> _Input for this task_:
· · · · ·

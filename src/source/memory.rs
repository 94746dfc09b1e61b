//! In-memory user directory.
//!
//! Used by the `demo` source of the binary and by tests. Clones share state, so
//! a test can keep a handle to inject failures or add users after the source
//! has been handed to a controller.

use std::collections::{HashSet, VecDeque};
use std::sync::atomic::{AtomicUsize, Ordering};
use std::sync::{Arc, Mutex, MutexGuard};

use super::{SnapshotCursor, UserCursor, UserSource, UsersRequest, matches_keyword};
use crate::error::FetchError;
use crate::model::{User, UserStatus};

#[derive(Default)]
struct Inner {
    users: Mutex<Vec<User>>,
    friends: Mutex<HashSet<String>>,
    failures: Mutex<VecDeque<FetchError>>,
    fetches: AtomicUsize,
}

#[derive(Clone, Default)]
pub struct MemorySource {
    inner: Arc<Inner>,
}

fn lock<T>(m: &Mutex<T>) -> MutexGuard<'_, T> {
    m.lock().unwrap_or_else(|poisoned| poisoned.into_inner())
}

impl MemorySource {
    pub fn new(users: Vec<User>) -> Self {
        let source = Self::default();
        *lock(&source.inner.users) = users;
        source
    }

    /// A small fixed directory for trying the UI without a backend.
    pub fn demo() -> Self {
        let names = [
            "alice", "Bob Stone", "bea", "carlos", "Chen Wei", "dana", "Émile", "erin", "farah",
            "gus", "hana", "ivan", "jules", "kai", "lena", "Marta", "mo", "nadia", "oscar",
            "priya", "quinn", "rosa", "sam", "tariq", "uma", "victor", "wen", "xavier", "yuki",
            "zoe", "", "  ari", "bruno", "cleo", "diego", "ellis", "fern", "gita", "hugo",
        ];
        let users = names
            .iter()
            .enumerate()
            .map(|(i, name)| {
                let status = if i % 4 == 3 {
                    UserStatus::Unavailable
                } else {
                    UserStatus::Available
                };
                User::new(format!("u{:03}", i + 1), *name).with_status(status)
            })
            .collect();
        let source = Self::new(users);
        source.set_friends(["u002", "u004", "u007", "u012", "u019", "u026"]);
        source
    }

    pub fn set_friends<I, S>(&self, ids: I)
    where
        I: IntoIterator<Item = S>,
        S: Into<String>,
    {
        *lock(&self.inner.friends) = ids.into_iter().map(Into::into).collect();
    }

    pub fn push_user(&self, user: User) {
        lock(&self.inner.users).push(user);
    }

    /// Make the next fetch on any cursor of this source fail with `err`.
    pub fn fail_next(&self, err: FetchError) {
        lock(&self.inner.failures).push_back(err);
    }

    /// Number of `fetch_next` calls served so far, failures included.
    pub fn fetch_count(&self) -> usize {
        self.inner.fetches.load(Ordering::SeqCst)
    }
}

struct MemoryCursor {
    inner: Arc<Inner>,
    snapshot: SnapshotCursor,
}

impl UserCursor for MemoryCursor {
    fn fetch_next(&mut self) -> Result<Vec<User>, FetchError> {
        self.inner.fetches.fetch_add(1, Ordering::SeqCst);
        if let Some(err) = lock(&self.inner.failures).pop_front() {
            return Err(err);
        }
        Ok(self.snapshot.next_page())
    }
}

impl UserSource for MemorySource {
    fn create_cursor(&self, request: &UsersRequest) -> Box<dyn UserCursor> {
        let keyword = request.normalized_keyword();
        let friends = lock(&self.inner.friends).clone();
        let users = lock(&self.inner.users)
            .iter()
            .filter(|u| !request.friends_only || friends.contains(&u.id))
            .filter(|u| keyword.as_deref().is_none_or(|k| matches_keyword(u, k)))
            .cloned()
            .collect();
        Box::new(MemoryCursor {
            inner: Arc::clone(&self.inner),
            snapshot: SnapshotCursor::new(users, request.limit),
        })
    }
}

· · · · ·

> _Requirement_: Each entry should be duplicated exactly as it was given.

> _Answer for the task_:
filename src/source/memory.rs
repository 94746dfc09b1e61b
//! In-memory user directory.
//!
//! Used by the `demo` source of the binary and by tests. Clones share state, so
//! a test can keep a handle to inject failures or add users after the source
//! has been handed to a controller.

use std::collections::{HashSet, VecDeque};
use std::sync::atomic::{AtomicUsize, Ordering};
use std::sync::{Arc, Mutex, MutexGuard};

use super::{SnapshotCursor, UserCursor, UserSource, UsersRequest, matches_keyword};
use crate::error::FetchError;
use crate::model::{User, UserStatus};

#[derive(Default)]
struct Inner {
    users: Mutex<Vec<User>>,
    friends: Mutex<HashSet<String>>,
    failures: Mutex<VecDeque<FetchError>>,
    fetches: AtomicUsize,
}

#[derive(Clone, Default)]
pub struct MemorySource {
    inner: Arc<Inner>,
}

fn lock<T>(m: &Mutex<T>) -> MutexGuard<'_, T> {
    m.lock().unwrap_or_else(|poisoned| poisoned.into_inner())
}

impl MemorySource {
    pub fn new(users: Vec<User>) -> Self {
        let source = Self::default();
        *lock(&source.inner.users) = users;
        source
    }

    /// A small fixed directory for trying the UI without a backend.
    pub fn demo() -> Self {
        let names = [
            "alice", "Bob Stone", "bea", "carlos", "Chen Wei", "dana", "Émile", "erin", "farah",
            "gus", "hana", "ivan", "jules", "kai", "lena", "Marta", "mo", "nadia", "oscar",
            "priya", "quinn", "rosa", "sam", "tariq", "uma", "victor", "wen", "xavier", "yuki",
            "zoe", "", "  ari", "bruno", "cleo", "diego", "ellis", "fern", "gita", "hugo",
        ];
        let users = names
            .iter()
            .enumerate()
            .map(|(i, name)| {
                let status = if i % 4 == 3 {
                    UserStatus::Unavailable
                } else {
                    UserStatus::Available
                };
                User::new(format!("u{:03}", i + 1), *name).with_status(status)
            })
            .collect();
        let source = Self::new(users);
        source.set_friends(["u002", "u004", "u007", "u012", "u019", "u026"]);
        source
    }

    pub fn set_friends<I, S>(&self, ids: I)
    where
        I: IntoIterator<Item = S>,
        S: Into<String>,
    {
        *lock(&self.inner.friends) = ids.into_iter().map(Into::into).collect();
    }

    pub fn push_user(&self, user: User) {
        lock(&self.inner.users).push(user);
    }

    /// Make the next fetch on any cursor of this source fail with `err`.
    pub fn fail_next(&self, err: FetchError) {
        lock(&self.inner.failures).push_back(err);
    }

    /// Number of `fetch_next` calls served so far, failures included.
    pub fn fetch_count(&self) -> usize {
        self.inner.fetches.load(Ordering::SeqCst)
    }
}

struct MemoryCursor {
    inner: Arc<Inner>,
    snapshot: SnapshotCursor,
}

impl UserCursor for MemoryCursor {
    fn fetch_next(&mut self) -> Result<Vec<User>, FetchError> {
        self.inner.fetches.fetch_add(1, Ordering::SeqCst);
        if let Some(err) = lock(&self.inner.failures).pop_front() {
            return Err(err);
        }
        Ok(self.snapshot.next_page())
    }
}

impl UserSource for MemorySource {
    fn create_cursor(&self, request: &UsersRequest) -> Box<dyn UserCursor> {
        let keyword = request.normalized_keyword();
        let friends = lock(&self.inner.friends).clone();
        let users = lock(&self.inner.users)
            .iter()
            .filter(|u| !request.friends_only || friends.contains(&u.id))
            .filter(|u| keyword.as_deref().is_none_or(|k| matches_keyword(u, k)))
            .cloned()
            .collect();
        Box::new(MemoryCursor {
            inner: Arc::clone(&self.inner),
            snapshot: SnapshotCursor::new(users, request.limit),
        })
    }
}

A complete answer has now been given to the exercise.